My wife was made redundant on Friday after 8 years service with a company and is going to sign on tomorrow and apply for job seekers benefit.

I had fully intended to ring the tax office during the week and claim the full married tax credits for myself until she finds another job. However reading up about job seekers benefit and it being taxable has me a little confused. 

Will it affect my wifes job seeker benefit or even future employment earnings if I claim our full married tax credits while shes not working? We obviously want to maximise our income while only one of us is working and I was full sure that myself claiming our full married tax credit allowance was the way to go but not I`m not sure at all.


----------



## allthedoyles (14 Dec 2008)

Tax office will probably send you a Tax Credit Certificate which will include her personal tax credits etc  and they will probably deduct an estimated amount of jobseekers benefit for 2009. ( 204 x 52 = 10608 euro = tax credit of 2121 euro )

As she is not working ye will lose her paye allowance 

When benefit runs out and she is still at home minding the children , ensure you claim Home Carer Tax Credit )


----------



## Black Sheep (14 Dec 2008)

Have the married tax credits transferred to you and you can still have a PAYE credit for her also as she still has income which is taxable under PAYE (her JB)
Tax credits should read:- Personal tax credit 3660 (married) + PAYE x2 = 3660. Total =7320.  reduced by (204 -13) x 52 = 9932 @ 20% = 1986.
Total Credits 7320-1986 = 5334 

Hope this makes sense


----------



## danash (23 Dec 2008)

Black Sheep said:


> Have the married tax credits transferred to you and you can still have a PAYE credit for her also as she still has income which is taxable under PAYE (her JB)
> Tax credits should read:- Personal tax credit 3660 (married) + PAYE x2 = 3660. Total =7320. reduced by (204 -13) x 52 = 9932 @ 20% = 1986.
> Total Credits 7320-1986 = 5334
> 
> Hope this makes sense


 

Just to throw the proverbial cat amongst the pigeons - my ex wife ( separated - not divorced ) was made redundant last week as well. We are taxed separately but I am now paying for everything while she looks for a new job. I understand I can claim tax relief on maintenance I pay for her but can I use her tax credits ? 

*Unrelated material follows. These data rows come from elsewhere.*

//! Ingestion boundary for provider activity data.
//!
//! The sync job fetches activities from the fitness provider and hands the
//! JSON to this module. [`map_activity`] is the single place where provider
//! fields are interpreted: optional fields, defaults, timestamp handling and
//! the "is this a run" classification all happen here, so the store only
//! ever holds normalized rows.

use chrono::{DateTime, NaiveDateTime};
use serde::Deserialize;
use sqlx::PgPool;
use thiserror::Error;
use tracing::{info, warn};

use pacer_db::models::{ActivityKind, NewActivity};
use pacer_db::queries::activities;

/// Errors raised while interpreting provider data.
#[derive(Debug, Error)]
pub enum IngestError {
    #[error("malformed activity payload: {0}")]
    Payload(#[from] serde_json::Error),

    #[error("activity {id}: missing start_date_local")]
    MissingStartDate { id: i64 },

    #[error("activity {id}: unparseable start_date_local {value:?}")]
    BadStartDate { id: i64, value: String },

    #[error("activity {id}: {field} {value} is out of range")]
    OutOfRange {
        id: i64,
        field: &'static str,
        value: String,
    },
}

/// An activity as the provider returns it.
///
/// Everything but `id` is optional; unknown fields are ignored.
#[derive(Debug, Clone, Default, PartialEq, Deserialize)]
pub struct ProviderActivity {
    pub id: i64,
    #[serde(default)]
    pub name: Option<String>,
    #[serde(default, rename = "type")]
    pub activity_type: Option<String>,
    #[serde(default)]
    pub sport_type: Option<String>,
    #[serde(default)]
    pub start_date_local: Option<String>,
    /// Meters.
    #[serde(default)]
    pub distance: Option<f64>,
    /// Seconds.
    #[serde(default)]
    pub moving_time: Option<i64>,
    /// Seconds.
    #[serde(default)]
    pub elapsed_time: Option<i64>,
    #[serde(default)]
    pub total_elevation_gain: Option<f64>,
    #[serde(default)]
    pub average_speed: Option<f64>,
    #[serde(default)]
    pub max_speed: Option<f64>,
    #[serde(default)]
    pub average_heartrate: Option<f64>,
    #[serde(default)]
    pub max_heartrate: Option<f64>,
    #[serde(default)]
    pub calories: Option<f64>,
}

/// Parse a provider payload: either a JSON array of activities or a single
/// activity object.
pub fn parse_payload(json: &str) -> Result<Vec<ProviderActivity>, IngestError> {
    #[derive(Deserialize)]
    #[serde(untagged)]
    enum Payload {
        Many(Vec<ProviderActivity>),
        One(ProviderActivity),
    }

    Ok(match serde_json::from_str::<Payload>(json)? {
        Payload::Many(list) => list,
        Payload::One(one) => vec![one],
    })
}

/// Interpret a provider `start_date_local`.
///
/// The provider reports local wall-clock time but tags it with a `Z` or an
/// offset. The suffix is discarded: the stored value is the naive local time
/// the athlete saw, which is what day-level aggregation groups on.
pub fn parse_local_timestamp(value: &str) -> Option<NaiveDateTime> {
    let value = value.trim();
    if let Ok(dt) = DateTime::parse_from_rfc3339(value) {
        return Some(dt.naive_local());
    }
    NaiveDateTime::parse_from_str(value, "%Y-%m-%dT%H:%M:%S%.f")
        .or_else(|_| NaiveDateTime::parse_from_str(value, "%Y-%m-%d %H:%M:%S%.f"))
        .ok()
}

/// Non-negative measurement, or zero when the provider omitted it.
fn measure_or_zero(value: Option<f64>) -> f64 {
    value.filter(|v| v.is_finite() && *v > 0.0).unwrap_or(0.0)
}

fn seconds(id: i64, field: &'static str, value: Option<i64>) -> Result<i32, IngestError> {
    let raw = value.unwrap_or(0).max(0);
    i32::try_from(raw).map_err(|_| IngestError::OutOfRange {
        id,
        field,
        value: raw.to_string(),
    })
}

/// Map a provider activity to the row stored for `user_id`.
///
/// Defaults: missing name is empty; missing distance, elevation and times
/// are zero; speeds, heart rate and calories stay absent. Classification
/// prefers `sport_type` over `type`.
pub fn map_activity(user_id: &str, raw: ProviderActivity) -> Result<NewActivity, IngestError> {
    let id = raw.id;

    let start = raw
        .start_date_local
        .as_deref()
        .ok_or(IngestError::MissingStartDate { id })?;
    let start_date_local = parse_local_timestamp(start).ok_or_else(|| IngestError::BadStartDate {
        id,
        value: start.to_owned(),
    })?;

    let provider_type = raw.sport_type.or(raw.activity_type);
    let kind = provider_type
        .as_deref()
        .map(ActivityKind::from_provider_type)
        .unwrap_or(ActivityKind::Other);

    Ok(NewActivity {
        provider_id: id,
        user_id: user_id.to_owned(),
        name: raw.name.unwrap_or_default(),
        kind,
        provider_type,
        start_date_local,
        distance_m: measure_or_zero(raw.distance),
        moving_time_s: seconds(id, "moving_time", raw.moving_time)?,
        elapsed_time_s: seconds(id, "elapsed_time", raw.elapsed_time)?,
        elevation_gain_m: measure_or_zero(raw.total_elevation_gain),
        average_speed_mps: raw.average_speed,
        max_speed_mps: raw.max_speed,
        average_heartrate: raw.average_heartrate,
        max_heartrate: raw.max_heartrate,
        calories: raw.calories,
    })
}

/// Outcome of an import batch.
#[derive(Debug, Clone, Default, PartialEq)]
pub struct ImportSummary {
    pub upserted: usize,
    pub skipped: usize,
    pub errors: Vec<String>,
}

/// Map and upsert every activity in `batch` for `user_id`.
///
/// Each activity is handled independently: a bad record or a failed upsert
/// is logged, counted as skipped and does not stop the rest of the batch.
pub async fn import_activities(
    pool: &PgPool,
    user_id: &str,
    batch: Vec<ProviderActivity>,
) -> ImportSummary {
    let mut summary = ImportSummary::default();

    for raw in batch {
        let id = raw.id;
        let row = match map_activity(user_id, raw) {
            Ok(row) => row,
            Err(e) => {
                warn!(provider_id = id, error = %e, "skipping activity");
                summary.skipped += 1;
                summary.errors.push(e.to_string());
                continue;
            }
        };

        match activities::upsert_activity(pool, &row).await {
            Ok(()) => summary.upserted += 1,
            Err(e) => {
                warn!(provider_id = id, error = %format!("{e:#}"), "failed to store activity");
                summary.skipped += 1;
                summary.errors.push(format!("{e:#}"));
            }
        }
    }

    info!(
        user_id,
        upserted = summary.upserted,
        skipped = summary.skipped,
        "activity import finished"
    );
    summary
}
use std::net::SocketAddr;
use std::sync::Arc;

use anyhow::Result;
use axum::extract::{Path, Query, State};
use axum::http::StatusCode;
use axum::response::{Html, IntoResponse};
use axum::routing::{get, post};
use axum::{Json, Router};
use serde::{Deserialize, Serialize};
use serde_json::Value;
use sqlx::PgPool;
use tower_http::cors::CorsLayer;
use uuid::Uuid;

use pacer_core::config::EngineConfig;
use pacer_core::planner::get_plan_with_workouts;
use pacer_core::reconcile::ReconcileError;
use pacer_core::tools::{ToolError, ToolOutput, ToolRegistry, ToolSpec};
use pacer_db::models::TrainingPlan;
use pacer_db::queries::plans as plan_db;

// ---------------------------------------------------------------------------
// Error type
// ---------------------------------------------------------------------------

pub struct AppError {
    status: StatusCode,
    message: String,
}

impl AppError {
    pub fn not_found(msg: impl Into<String>) -> Self {
        Self {
            status: StatusCode::NOT_FOUND,
            message: msg.into(),
        }
    }

    pub fn bad_request(msg: impl Into<String>) -> Self {
        Self {
            status: StatusCode::BAD_REQUEST,
            message: msg.into(),
        }
    }

    pub fn internal(err: anyhow::Error) -> Self {
        Self {
            status: StatusCode::INTERNAL_SERVER_ERROR,
            message: format!("{err:#}"),
        }
    }
}

impl From<ReconcileError> for AppError {
    fn from(err: ReconcileError) -> Self {
        match err {
            ReconcileError::PlanNotFound(_) => Self::not_found(err.to_string()),
            ReconcileError::InvalidInput(_) => Self::bad_request(err.to_string()),
            ReconcileError::Store(e) => Self::internal(e),
        }
    }
}

impl IntoResponse for AppError {
    fn into_response(self) -> axum::response::Response {
        let body = serde_json::json!({ "error": self.message });
        (self.status, Json(body)).into_response()
    }
}

// ---------------------------------------------------------------------------
// State and response types
// ---------------------------------------------------------------------------

#[derive(Clone)]
pub struct AppState {
    pool: PgPool,
    tools: Arc<ToolRegistry>,
}

#[derive(Debug, Deserialize)]
pub struct PlanFilter {
    pub user_id: Option<String>,
}

#[derive(Debug, Serialize)]
pub struct PlanSummaryResponse {
    #[serde(flatten)]
    pub plan: TrainingPlan,
    pub workout_count: i64,
}

// ---------------------------------------------------------------------------
// Router
// ---------------------------------------------------------------------------

pub fn build_router(pool: PgPool, engine: EngineConfig) -> Router {
    let state = AppState {
        tools: Arc::new(ToolRegistry::new(pool.clone(), engine)),
        pool,
    };
    Router::new()
        .route("/", get(index))
        .route("/api/plans", get(list_plans))
        .route("/api/plans/{id}", get(get_plan_detail))
        .route("/api/tools", get(list_tools))
        .route("/api/tools/{name}", post(call_tool))
        .layer(CorsLayer::permissive())
        .with_state(state)
}

// ---------------------------------------------------------------------------
// Entry point
// ---------------------------------------------------------------------------

pub async fn run_serve(pool: PgPool, engine: EngineConfig, bind: &str, port: u16) -> Result<()> {
    let app = build_router(pool, engine);
    let addr: SocketAddr = format!("{bind}:{port}").parse()?;
    tracing::info!("pacer serve listening on http://{addr}");
    let listener = tokio::net::TcpListener::bind(addr).await?;
    axum::serve(listener, app)
        .with_graceful_shutdown(shutdown_signal())
        .await?;
    tracing::info!("pacer serve shut down");
    Ok(())
}

async fn shutdown_signal() {
    if let Err(e) = tokio::signal::ctrl_c().await {
        tracing::error!("failed to listen for Ctrl+C: {e}");
    }
}

// ---------------------------------------------------------------------------
// Handlers
// ---------------------------------------------------------------------------

fn escape_html(s: &str) -> String {
    s.replace('&', "&amp;")
        .replace('<', "&lt;")
        .replace('>', "&gt;")
        .replace('"', "&quot;")
}

async fn index(State(state): State<AppState>) -> Result<axum::response::Response, AppError> {
    let plans = plan_db::list_plans(&state.pool, None)
        .await
        .map_err(AppError::internal)?;

    let rows = if plans.is_empty() {
        "<tr><td colspan=\"3\">No plans found.</td></tr>".to_string()
    } else {
        plans
            .iter()
            .map(|p| {
                format!(
                    "<tr><td><a href=\"/api/plans/{id}\">{id}</a></td><td>{user}</td><td>{goal}</td></tr>",
                    id = p.id,
                    user = escape_html(&p.user_id),
                    goal = escape_html(&p.goal),
                )
            })
            .collect::<Vec<_>>()
            .join("\n")
    };

    let html = format!(
        "<!DOCTYPE html>\
<html><head><title>pacer</title></head><body>\
<h1>pacer</h1>\
<p><a href=\"/api/plans\">/api/plans</a> | <a href=\"/api/tools\">/api/tools</a></p>\
<table><tr><th>Plan</th><th>User</th><th>Goal</th></tr>{rows}</table>\
</body></html>"
    );

    Ok(Html(html).into_response())
}

async fn list_plans(
    State(state): State<AppState>,
    Query(filter): Query<PlanFilter>,
) -> Result<axum::response::Response, AppError> {
    let plans = plan_db::list_plans(&state.pool, filter.user_id.as_deref())
        .await
        .map_err(AppError::internal)?;

    let mut results = Vec::with_capacity(plans.len());
    for plan in plans {
        let (workout_count,): (i64,) =
            sqlx::query_as("SELECT COUNT(*) FROM workouts WHERE plan_id = $1")
                .bind(plan.id)
                .fetch_one(&state.pool)
                .await
                .map_err(|e| AppError::internal(e.into()))?;
        results.push(PlanSummaryResponse {
            plan,
            workout_count,
        });
    }

    Ok(Json(results).into_response())
}

async fn get_plan_detail(
    State(state): State<AppState>,
    Path(id): Path<Uuid>,
) -> Result<axum::response::Response, AppError> {
    let detail = get_plan_with_workouts(&state.pool, id).await?;
    Ok(Json(detail).into_response())
}

async fn list_tools(State(state): State<AppState>) -> Json<Vec<ToolSpec>> {
    Json(state.tools.specs())
}

async fn call_tool(
    State(state): State<AppState>,
    Path(name): Path<String>,
    Json(args): Json<Value>,
) -> Result<Json<ToolOutput>, AppError> {
    if !(args.is_object() || args.is_null()) {
        return Err(AppError::bad_request("tool arguments must be a JSON object"));
    }

    match state.tools.invoke(&name, &args).await {
        Ok(out) => Ok(Json(out)),
        Err(ToolError::UnknownTool(n)) => Err(AppError::not_found(format!("unknown tool '{n}'"))),
        Err(e) => Err(AppError::internal(e.into())),
    }
}

// ---------------------------------------------------------------------------
// Tests
// ---------------------------------------------------------------------------
//! Agent-callable tools.
//!
//! Each tool takes a flat JSON object and returns text. The
//! [`ToolRegistry`] looks tools up by name and turns tool failures into
//! prefixed error text, so callers always get a string back.

pub mod args;
pub mod builtin;
pub mod registry;
pub mod trait_def;

use thiserror::Error;

use crate::reconcile::ReconcileError;

pub use builtin::{NO_WORKOUTS_MESSAGE, NOT_SCHEDULED_MESSAGE};
pub use registry::{ToolOutput, ToolRegistry};
pub use trait_def::{Tool, ToolContext, ToolParam, ToolSpec};

#[derive(Debug, Error)]
pub enum ToolError {
    #[error("unknown tool '{0}'")]
    UnknownTool(String),

    #[error("missing argument '{0}'")]
    MissingArgument(&'static str),

    #[error("invalid argument '{name}': {reason}")]
    InvalidArgument { name: &'static str, reason: String },

    /// The request was refused; the message is shown to the agent as is.
    #[error("{0}")]
    Rejected(&'static str),

    #[error(transparent)]
    Reconcile(#[from] ReconcileError),

    #[error("failed to encode result: {0}")]
    Encode(#[from] serde_json::Error),
}

impl ToolError {
    pub fn invalid(name: &'static str, reason: impl Into<String>) -> Self {
        Self::InvalidArgument {
            name,
            reason: reason.into(),
        }
    }
}
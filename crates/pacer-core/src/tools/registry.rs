//! Tool registry -- the named collection of tools available to agents.

use std::collections::BTreeMap;

use serde::Serialize;
use serde_json::Value;
use sqlx::PgPool;
use tracing::{info, warn};

use crate::config::EngineConfig;

use super::builtin::{
    ComparePlanVsActual, GetRunnerStats, ListPlanWorkouts, SaveTrainingPlan, UpdateTrainingPlan,
};
use super::{Tool, ToolContext, ToolError, ToolSpec};

/// Text returned from a tool call. Failures are reported in-band with
/// `is_error` set, the way the agent runtime expects them.
#[derive(Debug, Clone, PartialEq, Eq, Serialize)]
pub struct ToolOutput {
    pub output: String,
    pub is_error: bool,
}

/// A collection of registered [`Tool`]s, keyed by name.
pub struct ToolRegistry {
    ctx: ToolContext,
    tools: BTreeMap<&'static str, Box<dyn Tool>>,
}

impl ToolRegistry {
    /// Create a registry with no tools.
    pub fn empty(pool: PgPool, config: EngineConfig) -> Self {
        Self {
            ctx: ToolContext { pool, config },
            tools: BTreeMap::new(),
        }
    }

    /// Create a registry holding every built-in tool.
    pub fn new(pool: PgPool, config: EngineConfig) -> Self {
        let mut registry = Self::empty(pool, config);
        registry.register(ComparePlanVsActual);
        registry.register(UpdateTrainingPlan);
        registry.register(SaveTrainingPlan);
        registry.register(GetRunnerStats);
        registry.register(ListPlanWorkouts);
        registry
    }

    /// Register a tool under its spec name, returning any tool it replaced.
    pub fn register(&mut self, tool: impl Tool + 'static) -> Option<Box<dyn Tool>> {
        let name = tool.spec().name;
        self.tools.insert(name, Box::new(tool))
    }

    pub fn get(&self, name: &str) -> Option<&dyn Tool> {
        self.tools.get(name).map(|b| b.as_ref())
    }

    /// Tool names in alphabetical order.
    pub fn names(&self) -> Vec<&'static str> {
        self.tools.keys().copied().collect()
    }

    pub fn specs(&self) -> Vec<ToolSpec> {
        self.tools.values().map(|t| t.spec()).collect()
    }

    pub fn len(&self) -> usize {
        self.tools.len()
    }

    pub fn is_empty(&self) -> bool {
        self.tools.is_empty()
    }

    /// Call the tool `name` with `args`.
    ///
    /// Only an unknown tool name is an `Err`; everything the tool itself
    /// reports comes back as a [`ToolOutput`], prefixed with the tool's
    /// error prefix when it failed. Rejections keep their plain message.
    pub async fn invoke(&self, name: &str, args: &Value) -> Result<ToolOutput, ToolError> {
        let tool = self
            .get(name)
            .ok_or_else(|| ToolError::UnknownTool(name.to_owned()))?;

        let empty = Value::Object(Default::default());
        let args = if args.is_null() { &empty } else { args };

        match tool.call(&self.ctx, args).await {
            Ok(output) => {
                info!(tool = name, "tool call succeeded");
                Ok(ToolOutput {
                    output,
                    is_error: false,
                })
            }
            Err(ToolError::Rejected(message)) => {
                warn!(tool = name, reason = message, "tool call rejected");
                Ok(ToolOutput {
                    output: message.to_owned(),
                    is_error: true,
                })
            }
            Err(e) => {
                warn!(tool = name, error = %e, "tool call failed");
                Ok(ToolOutput {
                    output: format!("{}: {e}", tool.error_prefix()),
                    is_error: true,
                })
            }
        }
    }
}

impl std::fmt::Debug for ToolRegistry {
    fn fmt(&self, f: &mut std::fmt::Formatter<'_>) -> std::fmt::Result {
        f.debug_struct("ToolRegistry")
            .field("tools", &self.names())
            .field("config", &self.ctx.config)
            .finish()
    }
}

Also - are you sure having JB allows you to use the PAYE credit ? She will have one months salary on January so that may qualify her for the benefit but am not sure if it would apply of there was no period in the year where PAYE was paid.


----------



## Black Sheep (25 Dec 2008)

You can only share tax credits including PAYE credit if you are taxed jointly so could you change your status as you are paying all the bills. You would need your ex-wife's permission and signature to do this. As it would be to her advantage (at present) ie. you would have more money in your pocket she may agree.


----------